**ABOUT THIS TASK**. The answer consists solely of the listing's lines from the first through the line containing "let mut avg_gain: f64", each reproduced exactly.

**GIVEN INFORMATION**.
use error_stack::{Report, bail};

use crate::error::AnalysisError;
use crate::indicator::{Indicator, align_series, close_prices, insufficient};
use crate::model::PriceBar;

/// RSI (Relative Strength Index) using Wilder's smoothing method.
pub struct Rsi {
    period: usize,
}

impl Rsi {
    pub fn new(period: usize) -> Result<Self, Report<AnalysisError>> {
        if period == 0 {
            bail!(AnalysisError::InvalidParameter {
                name: "rsi period must be > 0".into(),
            });
        }
        Ok(Self { period })
    }

    /// RSI over a price slice, trimmed to the defined region (first value at
    /// index `period`).
    pub fn calculate_prices(&self, prices: &[f64]) -> Result<Vec<f64>, Report<AnalysisError>> {
        if prices.len() < self.required_bars() {
            return Err(insufficient(self.name(), self.required_bars(), prices.len()));
        }

        let deltas: Vec<f64> = prices.windows(2).map(|w| w[1] - w[0]).collect();

        // Seed with the simple average of the first `period` gains/losses
        let mut avg_gain: f64 =
            deltas[..self.period].iter().map(|&d| d.max(0.0)).sum::<f64>() / self.period as f64;
        let mut avg_loss: f64 =
            deltas[..self.period].iter().map(|&d| (-d).max(0.0)).sum::<f64>() / self.period as f64;

        let mut results = vec![rsi_value(avg_gain, avg_loss)];

        for &delta in &deltas[self.period..] {
            let gain = delta.max(0.0);
            let loss = (-delta).max(0.0);
            avg_gain = (avg_gain * (self.period - 1) as f64 + gain) / self.period as f64;
            avg_loss = (avg_loss * (self.period - 1) as f64 + loss) / self.period as f64;
            results.push(rsi_value(avg_gain, avg_loss));
        }

        Ok(results)
    }
}

impl Indicator for Rsi {
    fn name(&self) -> &str {
        "rsi"
    }

    fn required_bars(&self) -> usize {
        self.period + 1
    }

    fn calculate(&self, bars: &[PriceBar]) -> Result<Vec<Option<f64>>, Report<AnalysisError>> {
        let values = self.calculate_prices(&close_prices(bars))?;
        Ok(align_series(bars.len(), values))
    }
}

/// A window without movement reads as neutral 50; gains with no losses as 100.
fn rsi_value(avg_gain: f64, avg_loss: f64) -> f64 {
    if avg_loss == 0.0 {
        return if avg_gain == 0.0 { 50.0 } else { 100.0 };
    }
    let rs = avg_gain / avg_loss;
    100.0 - 100.0 / (1.0 + rs)
}

#[cfg(test)]
mod tests {
    use super::*;
    use crate::indicator::test_support::bars_from_closes;

    #[test]
    fn rsi_insufficient_data() {
        let rsi = Rsi::new(14).unwrap();
        assert!(rsi.calculate(&bars_from_closes(&[1.0; 14])).is_err());
    }

    #[test]
    fn rsi_period_zero_invalid() {
        assert!(Rsi::new(0).is_err());
    }

    #[test]
    fn rsi_all_gains_returns_100() {
        let rsi = Rsi::new(3).unwrap();
        let values = rsi
            .calculate_prices(&[1.0, 2.0, 3.0, 4.0])
            .unwrap();
        assert_eq!(values, vec![100.0]);
    }

    #[test]
    fn rsi_all_losses_returns_0() {
        let rsi = Rsi::new(3).unwrap();
        let values = rsi.calculate_prices(&[4.0, 3.0, 2.0, 1.0]).unwrap();
        assert!(values[0].abs() < 1e-9);
    }

    #[test]
    fn rsi_constant_series_is_exactly_50() {
        let rsi = Rsi::new(14).unwrap();
        let values = rsi.calculate(&bars_from_closes(&[100.0_f64; 30])).unwrap();
        assert!(values.iter().flatten().all(|&v| v == 50.0));
    }

    #[test]
    fn rsi_known_value() {
        let rsi = Rsi::new(2).unwrap();
        // deltas +2, -1 -> avg_gain 1, avg_loss 0.5 -> rs 2 -> 66.67
        let values = rsi.calculate_prices(&[10.0, 12.0, 11.0]).unwrap();
        assert!((values[0] - 200.0 / 3.0).abs() < 1e-9);
    }

    #[test]
    fn rsi_first_defined_row_is_period() {
        let rsi = Rsi::new(14).unwrap();
        let closes: Vec<f64> = (0..20).map(|i| 100.0 + (i % 3) as f64).collect();
        let values = rsi.calculate(&bars_from_closes(&closes)).unwrap();
        assert_eq!(values.iter().position(Option::is_some), Some(14));
        assert_eq!(values.iter().flatten().count(), 20 - 14);
    }
}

**THE COMPLETED TASK**.
use error_stack::{Report, bail};

use crate::error::AnalysisError;
use crate::indicator::{Indicator, align_series, close_prices, insufficient};
use crate::model::PriceBar;

/// RSI (Relative Strength Index) using Wilder's smoothing method.
pub struct Rsi {
    period: usize,
}

impl Rsi {
    pub fn new(period: usize) -> Result<Self, Report<AnalysisError>> {
        if period == 0 {
            bail!(AnalysisError::InvalidParameter {
                name: "rsi period must be > 0".into(),
            });
        }
        Ok(Self { period })
    }

    /// RSI over a price slice, trimmed to the defined region (first value at
    /// index `period`).
    pub fn calculate_prices(&self, prices: &[f64]) -> Result<Vec<f64>, Report<AnalysisError>> {
        if prices.len() < self.required_bars() {
            return Err(insufficient(self.name(), self.required_bars(), prices.len()));
        }

        let deltas: Vec<f64> = prices.windows(2).map(|w| w[1] - w[0]).collect();

        // Seed with the simple average of the first `period` gains/losses
        let mut avg_gain: f64 =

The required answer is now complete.